◆ EXERCISE AIM: When a line below contains the string "TelemetryError", show that line.

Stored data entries

################

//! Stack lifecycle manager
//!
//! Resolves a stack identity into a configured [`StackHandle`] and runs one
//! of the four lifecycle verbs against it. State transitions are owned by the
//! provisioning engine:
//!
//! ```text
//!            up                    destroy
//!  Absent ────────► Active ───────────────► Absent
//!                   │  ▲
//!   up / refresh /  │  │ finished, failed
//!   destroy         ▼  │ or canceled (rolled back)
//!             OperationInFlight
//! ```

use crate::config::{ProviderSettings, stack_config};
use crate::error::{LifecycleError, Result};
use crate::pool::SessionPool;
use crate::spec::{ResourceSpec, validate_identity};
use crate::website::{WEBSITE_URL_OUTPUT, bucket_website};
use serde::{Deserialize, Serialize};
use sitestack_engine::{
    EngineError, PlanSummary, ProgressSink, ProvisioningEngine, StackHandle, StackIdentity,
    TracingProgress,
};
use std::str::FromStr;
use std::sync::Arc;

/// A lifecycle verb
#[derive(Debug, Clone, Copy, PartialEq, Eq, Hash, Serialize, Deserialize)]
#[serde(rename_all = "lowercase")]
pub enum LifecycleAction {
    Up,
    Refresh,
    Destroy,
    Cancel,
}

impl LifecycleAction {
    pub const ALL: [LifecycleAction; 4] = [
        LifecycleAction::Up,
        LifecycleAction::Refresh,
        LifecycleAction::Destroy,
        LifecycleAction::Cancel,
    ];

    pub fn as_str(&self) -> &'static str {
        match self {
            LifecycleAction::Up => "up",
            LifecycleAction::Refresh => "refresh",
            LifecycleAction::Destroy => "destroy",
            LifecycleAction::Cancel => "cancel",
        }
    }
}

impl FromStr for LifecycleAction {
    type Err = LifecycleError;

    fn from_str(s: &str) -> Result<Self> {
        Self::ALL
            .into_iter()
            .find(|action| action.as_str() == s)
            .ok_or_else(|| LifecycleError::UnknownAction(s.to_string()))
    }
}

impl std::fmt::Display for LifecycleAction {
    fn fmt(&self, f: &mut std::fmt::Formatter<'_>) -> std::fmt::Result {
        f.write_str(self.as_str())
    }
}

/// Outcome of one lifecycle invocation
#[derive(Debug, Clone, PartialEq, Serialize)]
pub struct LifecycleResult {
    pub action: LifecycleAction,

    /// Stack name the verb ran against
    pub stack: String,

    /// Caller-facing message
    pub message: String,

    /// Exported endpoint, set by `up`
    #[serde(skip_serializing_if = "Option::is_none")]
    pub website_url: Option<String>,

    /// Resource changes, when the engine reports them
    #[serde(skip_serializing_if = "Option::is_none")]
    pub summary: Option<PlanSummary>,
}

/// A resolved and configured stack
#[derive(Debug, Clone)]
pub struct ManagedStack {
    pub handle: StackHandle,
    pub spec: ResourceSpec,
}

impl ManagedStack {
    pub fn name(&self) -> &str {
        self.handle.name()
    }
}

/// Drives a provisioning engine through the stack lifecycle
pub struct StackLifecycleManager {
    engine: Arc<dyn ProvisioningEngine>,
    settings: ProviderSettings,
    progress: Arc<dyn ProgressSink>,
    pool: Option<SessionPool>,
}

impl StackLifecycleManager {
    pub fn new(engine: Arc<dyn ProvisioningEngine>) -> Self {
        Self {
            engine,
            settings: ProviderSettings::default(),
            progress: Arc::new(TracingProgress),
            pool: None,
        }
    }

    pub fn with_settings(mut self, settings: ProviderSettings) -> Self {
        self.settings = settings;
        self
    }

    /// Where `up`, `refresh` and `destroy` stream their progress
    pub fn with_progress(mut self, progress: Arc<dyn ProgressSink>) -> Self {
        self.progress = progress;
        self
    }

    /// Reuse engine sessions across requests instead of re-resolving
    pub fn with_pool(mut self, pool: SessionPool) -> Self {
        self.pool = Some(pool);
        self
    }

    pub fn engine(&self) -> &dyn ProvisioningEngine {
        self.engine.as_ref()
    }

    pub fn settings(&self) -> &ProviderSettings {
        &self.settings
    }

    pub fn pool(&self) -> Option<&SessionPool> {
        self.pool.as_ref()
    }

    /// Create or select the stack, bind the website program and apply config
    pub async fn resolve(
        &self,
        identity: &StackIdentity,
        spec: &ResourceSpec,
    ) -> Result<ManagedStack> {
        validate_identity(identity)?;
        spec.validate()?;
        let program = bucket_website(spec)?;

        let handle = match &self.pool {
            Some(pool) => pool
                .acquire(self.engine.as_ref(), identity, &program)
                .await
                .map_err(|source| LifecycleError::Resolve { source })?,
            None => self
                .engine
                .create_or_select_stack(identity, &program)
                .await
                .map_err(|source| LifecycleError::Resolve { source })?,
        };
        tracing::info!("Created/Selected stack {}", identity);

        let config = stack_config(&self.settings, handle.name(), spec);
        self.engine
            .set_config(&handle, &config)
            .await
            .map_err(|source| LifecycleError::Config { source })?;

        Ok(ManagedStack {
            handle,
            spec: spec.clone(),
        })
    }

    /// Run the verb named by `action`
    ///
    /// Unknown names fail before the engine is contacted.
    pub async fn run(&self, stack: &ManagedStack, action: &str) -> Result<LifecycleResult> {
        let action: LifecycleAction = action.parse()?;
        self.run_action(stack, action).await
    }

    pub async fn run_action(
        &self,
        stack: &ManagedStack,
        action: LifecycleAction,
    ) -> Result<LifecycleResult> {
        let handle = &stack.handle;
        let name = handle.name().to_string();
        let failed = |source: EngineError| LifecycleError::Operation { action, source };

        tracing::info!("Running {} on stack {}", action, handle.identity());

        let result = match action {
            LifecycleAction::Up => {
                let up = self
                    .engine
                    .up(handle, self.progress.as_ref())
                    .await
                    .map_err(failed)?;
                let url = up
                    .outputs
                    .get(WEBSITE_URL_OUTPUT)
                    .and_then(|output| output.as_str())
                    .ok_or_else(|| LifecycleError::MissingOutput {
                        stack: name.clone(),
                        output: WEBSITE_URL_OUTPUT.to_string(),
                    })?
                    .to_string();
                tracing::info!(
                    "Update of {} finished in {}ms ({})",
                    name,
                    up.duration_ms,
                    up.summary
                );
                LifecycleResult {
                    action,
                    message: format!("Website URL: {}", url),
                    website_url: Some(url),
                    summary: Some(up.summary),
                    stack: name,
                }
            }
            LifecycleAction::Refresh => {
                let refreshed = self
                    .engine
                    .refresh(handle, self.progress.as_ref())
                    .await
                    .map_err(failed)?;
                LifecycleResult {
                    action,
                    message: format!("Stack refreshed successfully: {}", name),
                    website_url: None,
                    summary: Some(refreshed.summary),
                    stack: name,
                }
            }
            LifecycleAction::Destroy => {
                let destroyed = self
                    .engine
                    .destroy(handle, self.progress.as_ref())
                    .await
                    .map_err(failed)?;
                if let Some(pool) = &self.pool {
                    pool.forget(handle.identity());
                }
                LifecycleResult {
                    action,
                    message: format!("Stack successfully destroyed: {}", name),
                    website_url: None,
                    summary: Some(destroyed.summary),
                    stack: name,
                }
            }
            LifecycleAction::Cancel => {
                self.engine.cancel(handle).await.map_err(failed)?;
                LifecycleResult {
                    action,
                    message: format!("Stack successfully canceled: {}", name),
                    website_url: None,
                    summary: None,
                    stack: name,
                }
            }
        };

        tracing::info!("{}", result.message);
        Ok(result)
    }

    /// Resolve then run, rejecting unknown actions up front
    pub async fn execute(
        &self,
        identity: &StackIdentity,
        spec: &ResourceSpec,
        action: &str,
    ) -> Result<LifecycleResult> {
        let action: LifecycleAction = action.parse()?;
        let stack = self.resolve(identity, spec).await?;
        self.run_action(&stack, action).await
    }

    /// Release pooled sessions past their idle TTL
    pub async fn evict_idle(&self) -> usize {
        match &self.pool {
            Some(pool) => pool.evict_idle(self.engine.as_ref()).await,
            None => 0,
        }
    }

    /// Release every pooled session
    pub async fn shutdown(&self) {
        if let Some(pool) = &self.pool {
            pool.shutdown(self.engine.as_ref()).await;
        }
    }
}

################

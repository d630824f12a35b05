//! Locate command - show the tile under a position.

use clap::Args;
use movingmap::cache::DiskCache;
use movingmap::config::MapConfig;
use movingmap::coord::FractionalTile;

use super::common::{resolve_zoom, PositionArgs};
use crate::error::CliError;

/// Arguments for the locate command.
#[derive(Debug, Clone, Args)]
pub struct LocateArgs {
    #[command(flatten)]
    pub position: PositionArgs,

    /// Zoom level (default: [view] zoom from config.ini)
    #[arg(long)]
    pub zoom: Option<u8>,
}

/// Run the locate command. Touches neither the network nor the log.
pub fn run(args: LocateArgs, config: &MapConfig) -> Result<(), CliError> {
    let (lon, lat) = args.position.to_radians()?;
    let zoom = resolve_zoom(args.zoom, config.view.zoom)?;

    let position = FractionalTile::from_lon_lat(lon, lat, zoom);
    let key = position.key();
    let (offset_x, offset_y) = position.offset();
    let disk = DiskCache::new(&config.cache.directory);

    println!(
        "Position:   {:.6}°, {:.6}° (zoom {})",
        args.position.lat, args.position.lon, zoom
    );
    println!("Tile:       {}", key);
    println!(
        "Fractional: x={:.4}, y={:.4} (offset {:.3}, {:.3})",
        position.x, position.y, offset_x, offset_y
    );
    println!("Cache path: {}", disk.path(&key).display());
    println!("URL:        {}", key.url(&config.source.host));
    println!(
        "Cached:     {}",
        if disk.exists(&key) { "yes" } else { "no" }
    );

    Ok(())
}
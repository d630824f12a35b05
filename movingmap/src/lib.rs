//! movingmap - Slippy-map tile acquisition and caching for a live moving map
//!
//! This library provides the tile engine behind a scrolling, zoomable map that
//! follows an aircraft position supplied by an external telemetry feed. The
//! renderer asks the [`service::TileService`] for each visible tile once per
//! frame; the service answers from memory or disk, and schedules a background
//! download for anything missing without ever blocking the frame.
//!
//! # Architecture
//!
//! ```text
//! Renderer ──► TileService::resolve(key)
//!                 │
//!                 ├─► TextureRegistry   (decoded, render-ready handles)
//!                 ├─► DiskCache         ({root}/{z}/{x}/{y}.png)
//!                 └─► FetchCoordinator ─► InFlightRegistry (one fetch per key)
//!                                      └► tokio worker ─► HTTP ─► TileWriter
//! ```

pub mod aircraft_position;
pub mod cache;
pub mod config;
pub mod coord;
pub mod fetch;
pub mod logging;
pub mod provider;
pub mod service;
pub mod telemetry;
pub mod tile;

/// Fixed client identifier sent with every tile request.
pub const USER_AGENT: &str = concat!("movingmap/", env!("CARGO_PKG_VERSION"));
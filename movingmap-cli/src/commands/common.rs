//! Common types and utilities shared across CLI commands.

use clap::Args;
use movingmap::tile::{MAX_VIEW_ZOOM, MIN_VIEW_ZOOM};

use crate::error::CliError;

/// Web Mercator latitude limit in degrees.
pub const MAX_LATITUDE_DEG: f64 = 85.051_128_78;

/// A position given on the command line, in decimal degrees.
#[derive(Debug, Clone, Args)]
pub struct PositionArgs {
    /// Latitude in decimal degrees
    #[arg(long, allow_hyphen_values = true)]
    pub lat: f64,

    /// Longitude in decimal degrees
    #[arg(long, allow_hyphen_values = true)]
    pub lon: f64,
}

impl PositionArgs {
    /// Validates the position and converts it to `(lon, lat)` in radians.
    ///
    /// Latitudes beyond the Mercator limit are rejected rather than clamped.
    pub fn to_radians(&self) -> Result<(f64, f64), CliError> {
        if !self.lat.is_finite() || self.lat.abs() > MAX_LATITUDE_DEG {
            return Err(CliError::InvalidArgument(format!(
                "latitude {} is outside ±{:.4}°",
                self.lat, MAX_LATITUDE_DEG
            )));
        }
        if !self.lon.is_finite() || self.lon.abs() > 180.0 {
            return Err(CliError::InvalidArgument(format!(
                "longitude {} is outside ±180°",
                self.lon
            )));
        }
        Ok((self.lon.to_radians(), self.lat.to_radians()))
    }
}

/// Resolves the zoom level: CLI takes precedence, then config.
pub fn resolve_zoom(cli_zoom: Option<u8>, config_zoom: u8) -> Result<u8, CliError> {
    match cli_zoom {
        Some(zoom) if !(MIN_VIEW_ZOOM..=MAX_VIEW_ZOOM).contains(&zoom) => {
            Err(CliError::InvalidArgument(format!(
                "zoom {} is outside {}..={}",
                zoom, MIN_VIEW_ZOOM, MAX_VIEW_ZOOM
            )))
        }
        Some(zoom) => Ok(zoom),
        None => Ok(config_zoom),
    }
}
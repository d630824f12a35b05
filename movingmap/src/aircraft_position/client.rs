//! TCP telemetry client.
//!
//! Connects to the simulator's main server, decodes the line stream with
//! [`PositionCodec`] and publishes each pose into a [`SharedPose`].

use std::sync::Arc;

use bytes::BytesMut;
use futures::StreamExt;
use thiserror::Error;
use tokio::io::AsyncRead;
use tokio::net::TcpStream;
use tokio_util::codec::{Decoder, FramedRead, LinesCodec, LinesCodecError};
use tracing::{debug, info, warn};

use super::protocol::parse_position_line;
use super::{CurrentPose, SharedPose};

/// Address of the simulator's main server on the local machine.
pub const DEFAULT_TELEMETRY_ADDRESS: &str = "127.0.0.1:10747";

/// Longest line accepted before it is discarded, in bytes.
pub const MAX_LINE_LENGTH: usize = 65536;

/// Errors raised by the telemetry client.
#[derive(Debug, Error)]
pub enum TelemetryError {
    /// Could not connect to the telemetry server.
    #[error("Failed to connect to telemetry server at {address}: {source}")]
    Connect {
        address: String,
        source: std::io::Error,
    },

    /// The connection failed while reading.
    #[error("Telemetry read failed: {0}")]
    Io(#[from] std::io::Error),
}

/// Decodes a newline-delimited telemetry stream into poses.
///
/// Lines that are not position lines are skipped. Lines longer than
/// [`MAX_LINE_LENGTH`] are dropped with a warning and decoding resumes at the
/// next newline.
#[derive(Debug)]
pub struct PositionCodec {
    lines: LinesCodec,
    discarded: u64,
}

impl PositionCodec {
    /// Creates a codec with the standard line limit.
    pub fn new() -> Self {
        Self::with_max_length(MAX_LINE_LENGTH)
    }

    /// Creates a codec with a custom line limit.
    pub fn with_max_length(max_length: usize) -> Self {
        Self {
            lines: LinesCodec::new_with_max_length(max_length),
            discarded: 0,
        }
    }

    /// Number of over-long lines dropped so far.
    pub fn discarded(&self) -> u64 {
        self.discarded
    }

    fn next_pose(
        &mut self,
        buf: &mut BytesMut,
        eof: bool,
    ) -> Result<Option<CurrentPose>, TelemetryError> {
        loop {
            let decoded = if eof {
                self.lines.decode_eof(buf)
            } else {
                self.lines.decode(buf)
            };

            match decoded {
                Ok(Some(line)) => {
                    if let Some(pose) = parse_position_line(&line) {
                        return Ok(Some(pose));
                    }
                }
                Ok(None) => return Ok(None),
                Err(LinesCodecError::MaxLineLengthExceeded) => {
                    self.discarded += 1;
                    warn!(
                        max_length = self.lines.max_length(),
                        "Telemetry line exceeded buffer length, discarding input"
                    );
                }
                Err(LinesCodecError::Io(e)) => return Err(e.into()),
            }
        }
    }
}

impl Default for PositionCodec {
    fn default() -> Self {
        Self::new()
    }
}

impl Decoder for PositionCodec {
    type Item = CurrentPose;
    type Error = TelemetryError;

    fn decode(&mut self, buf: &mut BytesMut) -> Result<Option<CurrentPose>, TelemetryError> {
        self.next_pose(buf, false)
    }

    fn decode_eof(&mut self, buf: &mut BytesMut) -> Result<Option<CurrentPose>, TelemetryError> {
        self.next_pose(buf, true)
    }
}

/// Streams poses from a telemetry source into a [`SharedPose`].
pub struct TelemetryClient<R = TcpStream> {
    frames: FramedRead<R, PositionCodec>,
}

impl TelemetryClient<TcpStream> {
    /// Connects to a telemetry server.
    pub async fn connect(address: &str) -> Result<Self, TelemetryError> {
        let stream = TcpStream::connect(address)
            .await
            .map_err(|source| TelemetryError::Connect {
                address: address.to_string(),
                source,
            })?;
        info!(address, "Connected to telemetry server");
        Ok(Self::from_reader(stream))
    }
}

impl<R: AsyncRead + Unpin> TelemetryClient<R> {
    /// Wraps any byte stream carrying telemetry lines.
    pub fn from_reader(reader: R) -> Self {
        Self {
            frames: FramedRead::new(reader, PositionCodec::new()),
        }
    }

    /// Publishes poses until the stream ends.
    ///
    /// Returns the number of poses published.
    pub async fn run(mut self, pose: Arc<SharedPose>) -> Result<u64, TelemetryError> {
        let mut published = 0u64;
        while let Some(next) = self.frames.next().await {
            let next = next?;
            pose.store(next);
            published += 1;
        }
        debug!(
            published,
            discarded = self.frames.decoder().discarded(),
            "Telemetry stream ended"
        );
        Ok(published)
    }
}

################

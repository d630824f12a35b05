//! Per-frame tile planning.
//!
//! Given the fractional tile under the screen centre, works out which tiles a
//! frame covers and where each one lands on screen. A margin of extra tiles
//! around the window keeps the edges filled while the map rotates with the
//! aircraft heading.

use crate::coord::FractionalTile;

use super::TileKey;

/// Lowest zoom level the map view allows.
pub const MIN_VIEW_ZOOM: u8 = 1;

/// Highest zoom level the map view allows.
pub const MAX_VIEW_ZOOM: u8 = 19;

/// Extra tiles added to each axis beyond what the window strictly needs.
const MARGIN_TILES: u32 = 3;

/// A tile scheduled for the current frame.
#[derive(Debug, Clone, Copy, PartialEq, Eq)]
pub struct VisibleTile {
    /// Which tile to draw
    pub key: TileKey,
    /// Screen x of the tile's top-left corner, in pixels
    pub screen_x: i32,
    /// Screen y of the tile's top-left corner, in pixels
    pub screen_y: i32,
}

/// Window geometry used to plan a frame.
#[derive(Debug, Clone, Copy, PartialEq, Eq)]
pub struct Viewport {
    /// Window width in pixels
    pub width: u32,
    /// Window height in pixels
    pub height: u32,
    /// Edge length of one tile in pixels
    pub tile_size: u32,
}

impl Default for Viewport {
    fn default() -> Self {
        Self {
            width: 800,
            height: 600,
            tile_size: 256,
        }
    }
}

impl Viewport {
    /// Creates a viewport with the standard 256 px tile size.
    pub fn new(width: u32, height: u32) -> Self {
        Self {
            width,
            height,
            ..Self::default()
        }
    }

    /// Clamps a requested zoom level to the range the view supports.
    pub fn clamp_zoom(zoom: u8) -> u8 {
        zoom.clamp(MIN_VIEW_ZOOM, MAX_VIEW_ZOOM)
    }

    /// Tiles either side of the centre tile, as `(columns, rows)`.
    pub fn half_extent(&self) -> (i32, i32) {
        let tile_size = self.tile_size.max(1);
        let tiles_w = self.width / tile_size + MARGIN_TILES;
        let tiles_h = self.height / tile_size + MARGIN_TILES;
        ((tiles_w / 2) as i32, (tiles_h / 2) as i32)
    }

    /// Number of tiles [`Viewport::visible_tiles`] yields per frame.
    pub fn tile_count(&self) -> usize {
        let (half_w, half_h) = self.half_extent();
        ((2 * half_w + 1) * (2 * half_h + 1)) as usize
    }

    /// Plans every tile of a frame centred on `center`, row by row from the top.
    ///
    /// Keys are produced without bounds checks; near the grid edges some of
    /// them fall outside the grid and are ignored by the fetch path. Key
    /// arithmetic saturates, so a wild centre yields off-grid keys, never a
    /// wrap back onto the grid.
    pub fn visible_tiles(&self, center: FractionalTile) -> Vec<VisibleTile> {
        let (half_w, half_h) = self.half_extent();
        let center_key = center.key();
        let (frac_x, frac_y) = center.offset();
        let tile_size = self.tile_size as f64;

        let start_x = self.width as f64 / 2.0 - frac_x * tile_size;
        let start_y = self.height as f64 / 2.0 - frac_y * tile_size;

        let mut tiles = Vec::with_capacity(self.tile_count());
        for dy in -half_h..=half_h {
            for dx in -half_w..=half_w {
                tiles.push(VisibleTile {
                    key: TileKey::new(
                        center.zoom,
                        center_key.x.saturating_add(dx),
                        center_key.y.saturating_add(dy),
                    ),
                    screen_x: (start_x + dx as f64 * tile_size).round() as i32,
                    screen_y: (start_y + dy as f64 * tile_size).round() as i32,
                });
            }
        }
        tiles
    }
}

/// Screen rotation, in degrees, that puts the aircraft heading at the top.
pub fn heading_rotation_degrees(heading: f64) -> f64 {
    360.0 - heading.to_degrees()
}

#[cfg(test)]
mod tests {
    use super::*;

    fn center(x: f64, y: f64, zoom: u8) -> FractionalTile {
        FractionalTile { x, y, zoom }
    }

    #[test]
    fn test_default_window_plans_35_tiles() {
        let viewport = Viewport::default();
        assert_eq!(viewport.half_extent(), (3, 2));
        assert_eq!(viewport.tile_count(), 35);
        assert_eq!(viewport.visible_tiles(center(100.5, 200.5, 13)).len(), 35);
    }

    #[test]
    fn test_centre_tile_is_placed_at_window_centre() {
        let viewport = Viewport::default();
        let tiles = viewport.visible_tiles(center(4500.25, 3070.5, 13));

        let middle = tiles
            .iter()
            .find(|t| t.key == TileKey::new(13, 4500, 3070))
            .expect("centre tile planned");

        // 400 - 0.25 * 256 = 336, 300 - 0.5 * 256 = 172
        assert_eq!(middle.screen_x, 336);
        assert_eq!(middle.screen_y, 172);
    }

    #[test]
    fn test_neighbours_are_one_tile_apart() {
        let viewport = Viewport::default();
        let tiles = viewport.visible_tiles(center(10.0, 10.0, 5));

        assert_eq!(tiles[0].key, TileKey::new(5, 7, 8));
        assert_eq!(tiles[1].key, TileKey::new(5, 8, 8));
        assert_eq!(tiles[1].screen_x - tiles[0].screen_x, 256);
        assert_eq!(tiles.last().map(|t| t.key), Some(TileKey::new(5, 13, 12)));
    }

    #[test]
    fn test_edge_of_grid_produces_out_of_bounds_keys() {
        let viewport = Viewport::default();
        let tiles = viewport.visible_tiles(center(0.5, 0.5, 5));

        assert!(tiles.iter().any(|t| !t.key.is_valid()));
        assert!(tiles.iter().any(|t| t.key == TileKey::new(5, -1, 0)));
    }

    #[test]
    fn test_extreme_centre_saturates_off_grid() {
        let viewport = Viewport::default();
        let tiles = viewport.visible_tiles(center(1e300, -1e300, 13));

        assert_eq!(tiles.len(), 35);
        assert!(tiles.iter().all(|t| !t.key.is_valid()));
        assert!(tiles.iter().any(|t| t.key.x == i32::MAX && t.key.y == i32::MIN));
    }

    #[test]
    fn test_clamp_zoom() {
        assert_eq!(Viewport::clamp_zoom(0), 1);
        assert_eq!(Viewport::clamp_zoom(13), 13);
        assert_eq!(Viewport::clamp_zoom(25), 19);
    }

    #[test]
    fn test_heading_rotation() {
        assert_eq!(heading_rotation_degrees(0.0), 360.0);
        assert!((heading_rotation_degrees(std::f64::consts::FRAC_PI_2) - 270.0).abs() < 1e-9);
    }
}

################

◆ COMPLETED EXERCISE:
pub enum TelemetryError {
    ) -> Result<Option<CurrentPose>, TelemetryError> {
    type Error = TelemetryError;
    fn decode(&mut self, buf: &mut BytesMut) -> Result<Option<CurrentPose>, TelemetryError> {
    fn decode_eof(&mut self, buf: &mut BytesMut) -> Result<Option<CurrentPose>, TelemetryError> {
    pub async fn connect(address: &str) -> Result<Self, TelemetryError> {
            .map_err(|source| TelemetryError::Connect {
    pub async fn run(mut self, pose: Arc<SharedPose>) -> Result<u64, TelemetryError> {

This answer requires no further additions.